# Assignment
Output every entry exactly as written.

# Information
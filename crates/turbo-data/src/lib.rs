//! Request utilities for the storefront client.
//!
//! Every mutating call the storefront makes is a same-origin JSON POST that
//! echoes the CSRF cookie in a header. This crate builds those requests,
//! reads the cookie, and defines the [`Transport`] seam the page sends them
//! through.
//!
//! # Example
//!
//! ```rust,ignore
//! use turbo_data::{read_cookie, FetchClient, CSRF_COOKIE};
//!
//! let token = read_cookie(&document_cookie, CSRF_COOKIE).unwrap_or_default();
//! let client = FetchClient::new("https://shop.test/products/tee/")?
//!     .with_csrf("X-CSRFToken", token);
//!
//! let request = client.mutation("/cart/delete/TEE-M", &serde_json::json!({ "sku": "TEE-M" }))?;
//! let reply: DeleteReply = client.send_json(&transport, request).await?;
//! ```

mod cookie;
mod error;
mod request;
mod response;
mod sequence;
mod transport;

pub use cookie::{read_cookie, CSRF_COOKIE, CSRF_HEADER};
pub use error::FetchError;
pub use request::{Credentials, Method, Request, RequestBuilder};
pub use response::Response;
pub use sequence::{RequestSequencer, Ticket};
pub use transport::Transport;

use serde::de::DeserializeOwned;
use serde::Serialize;
use url::Url;

/// Percent-encode one path segment (SKU, category name, promo code).
pub fn encode_segment(segment: &str) -> String {
    urlencoding::encode(segment).into_owned()
}

/// Client bound to the page it runs on.
///
/// Relative paths resolve against the page URL exactly like the browser's
/// `fetch` would, so `update-variant/SKU` on `/products/tee/` targets
/// `/products/tee/update-variant/SKU`.
#[derive(Debug, Clone)]
pub struct FetchClient {
    page_url: Url,
    csrf: Option<(String, String)>,
}

impl FetchClient {
    /// Create a client for the page at `page_url` (absolute).
    pub fn new(page_url: &str) -> Result<Self, FetchError> {
        let page_url = Url::parse(page_url)?;
        if page_url.cannot_be_a_base() {
            return Err(FetchError::InvalidUrl(page_url.to_string()));
        }
        Ok(Self {
            page_url,
            csrf: None,
        })
    }

    /// Echo `token` in `header` on every request.
    pub fn with_csrf(mut self, header: impl Into<String>, token: impl Into<String>) -> Self {
        self.csrf = Some((header.into(), token.into()));
        self
    }

    /// The page's origin, e.g. `https://shop.test:8000`.
    pub fn origin(&self) -> String {
        self.page_url.origin().ascii_serialization()
    }

    /// The CSRF token in use, if any.
    pub fn csrf_token(&self) -> Option<&str> {
        self.csrf.as_ref().map(|(_, token)| token.as_str())
    }

    /// Resolve `path` against the page URL, refusing other origins.
    pub fn resolve(&self, path: &str) -> Result<Url, FetchError> {
        let url = self.page_url.join(path)?;
        if url.origin() != self.page_url.origin() {
            return Err(FetchError::CrossOrigin(url.to_string()));
        }
        Ok(url)
    }

    /// Start a POST to `path` with the CSRF header and same-origin credentials.
    pub fn post(&self, path: &str) -> Result<RequestBuilder, FetchError> {
        let url = self.resolve(path)?;
        let mut builder = RequestBuilder::new(Method::Post, url.as_str())
            .credentials(Credentials::SameOrigin);
        if let Some((header, token)) = &self.csrf {
            builder = builder.header(header.clone(), token.clone());
        }
        Ok(builder)
    }

    /// Build the mutation request for `path` carrying `payload` as JSON.
    pub fn mutation<T: Serialize + ?Sized>(
        &self,
        path: &str,
        payload: &T,
    ) -> Result<Request, FetchError> {
        Ok(self.post(path)?.json(payload)?.build())
    }

    /// Send `request` and decode a 2xx JSON body.
    ///
    /// Transport failures, non-2xx statuses and undecodable bodies all come
    /// back as `Err`.
    pub async fn send_json<T, X>(&self, transport: &X, request: Request) -> Result<T, FetchError>
    where
        T: DeserializeOwned,
        X: Transport + ?Sized,
    {
        let response = transport.send(request).await?;
        response.error_for_status()?.json()
    }
}

impl FetchError {
    /// The backend's `message` / `error` text carried by a non-2xx response.
    pub fn server_message(&self) -> Option<String> {
        let FetchError::Http { message, .. } = self else {
            return None;
        };
        let body: serde_json::Value = serde_json::from_str(message).ok()?;
        body.get("error")
            .or_else(|| body.get("message"))
            .and_then(|v| v.as_str())
            .map(String::from)
    }
}

/// Prelude for convenient imports.
pub mod prelude {
    pub use crate::{FetchClient, FetchError, Request, Response, Transport};
}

# Solved exercise
filename crates/turbo-data/src/lib.rs
//! Request utilities for the storefront client.
//!
//! Every mutating call the storefront makes is a same-origin JSON POST that
//! echoes the CSRF cookie in a header. This crate builds those requests,
//! reads the cookie, and defines the [`Transport`] seam the page sends them
//! through.
//!
//! # Example
//!
//! ```rust,ignore
//! use turbo_data::{read_cookie, FetchClient, CSRF_COOKIE};
//!
//! let token = read_cookie(&document_cookie, CSRF_COOKIE).unwrap_or_default();
//! let client = FetchClient::new("https://shop.test/products/tee/")?
//!     .with_csrf("X-CSRFToken", token);
//!
//! let request = client.mutation("/cart/delete/TEE-M", &serde_json::json!({ "sku": "TEE-M" }))?;
//! let reply: DeleteReply = client.send_json(&transport, request).await?;
//! ```

mod cookie;
mod error;
mod request;
mod response;
mod sequence;
mod transport;

pub use cookie::{read_cookie, CSRF_COOKIE, CSRF_HEADER};
pub use error::FetchError;
pub use request::{Credentials, Method, Request, RequestBuilder};
pub use response::Response;
pub use sequence::{RequestSequencer, Ticket};
pub use transport::Transport;

use serde::de::DeserializeOwned;
use serde::Serialize;
use url::Url;

/// Percent-encode one path segment (SKU, category name, promo code).
pub fn encode_segment(segment: &str) -> String {
    urlencoding::encode(segment).into_owned()
}

/// Client bound to the page it runs on.
///
/// Relative paths resolve against the page URL exactly like the browser's
/// `fetch` would, so `update-variant/SKU` on `/products/tee/` targets
/// `/products/tee/update-variant/SKU`.
#[derive(Debug, Clone)]
pub struct FetchClient {
    page_url: Url,
    csrf: Option<(String, String)>,
}

impl FetchClient {
    /// Create a client for the page at `page_url` (absolute).
    pub fn new(page_url: &str) -> Result<Self, FetchError> {
        let page_url = Url::parse(page_url)?;
        if page_url.cannot_be_a_base() {
            return Err(FetchError::InvalidUrl(page_url.to_string()));
        }
        Ok(Self {
            page_url,
            csrf: None,
        })
    }

    /// Echo `token` in `header` on every request.
    pub fn with_csrf(mut self, header: impl Into<String>, token: impl Into<String>) -> Self {
        self.csrf = Some((header.into(), token.into()));
        self
    }

    /// The page's origin, e.g. `https://shop.test:8000`.
    pub fn origin(&self) -> String {
        self.page_url.origin().ascii_serialization()
    }

    /// The CSRF token in use, if any.
    pub fn csrf_token(&self) -> Option<&str> {
        self.csrf.as_ref().map(|(_, token)| token.as_str())
    }

    /// Resolve `path` against the page URL, refusing other origins.
    pub fn resolve(&self, path: &str) -> Result<Url, FetchError> {
        let url = self.page_url.join(path)?;
        if url.origin() != self.page_url.origin() {
            return Err(FetchError::CrossOrigin(url.to_string()));
        }
        Ok(url)
    }

    /// Start a POST to `path` with the CSRF header and same-origin credentials.
    pub fn post(&self, path: &str) -> Result<RequestBuilder, FetchError> {
        let url = self.resolve(path)?;
        let mut builder = RequestBuilder::new(Method::Post, url.as_str())
            .credentials(Credentials::SameOrigin);
        if let Some((header, token)) = &self.csrf {
            builder = builder.header(header.clone(), token.clone());
        }
        Ok(builder)
    }

    /// Build the mutation request for `path` carrying `payload` as JSON.
    pub fn mutation<T: Serialize + ?Sized>(
        &self,
        path: &str,
        payload: &T,
    ) -> Result<Request, FetchError> {
        Ok(self.post(path)?.json(payload)?.build())
    }

    /// Send `request` and decode a 2xx JSON body.
    ///
    /// Transport failures, non-2xx statuses and undecodable bodies all come
    /// back as `Err`.
    pub async fn send_json<T, X>(&self, transport: &X, request: Request) -> Result<T, FetchError>
    where
        T: DeserializeOwned,
        X: Transport + ?Sized,
    {
        let response = transport.send(request).await?;
        response.error_for_status()?.json()
    }
}

impl FetchError {
    /// The backend's `message` / `error` text carried by a non-2xx response.
    pub fn server_message(&self) -> Option<String> {
        let FetchError::Http { message, .. } = self else {
            return None;
        };
        let body: serde_json::Value = serde_json::from_str(message).ok()?;
        body.get("error")
            .or_else(|| body.get("message"))
            .and_then(|v| v.as_str())
            .map(String::from)
    }
}

/// Prelude for convenient imports.
pub mod prelude {
    pub use crate::{FetchClient, FetchError, Request, Response, Transport};
}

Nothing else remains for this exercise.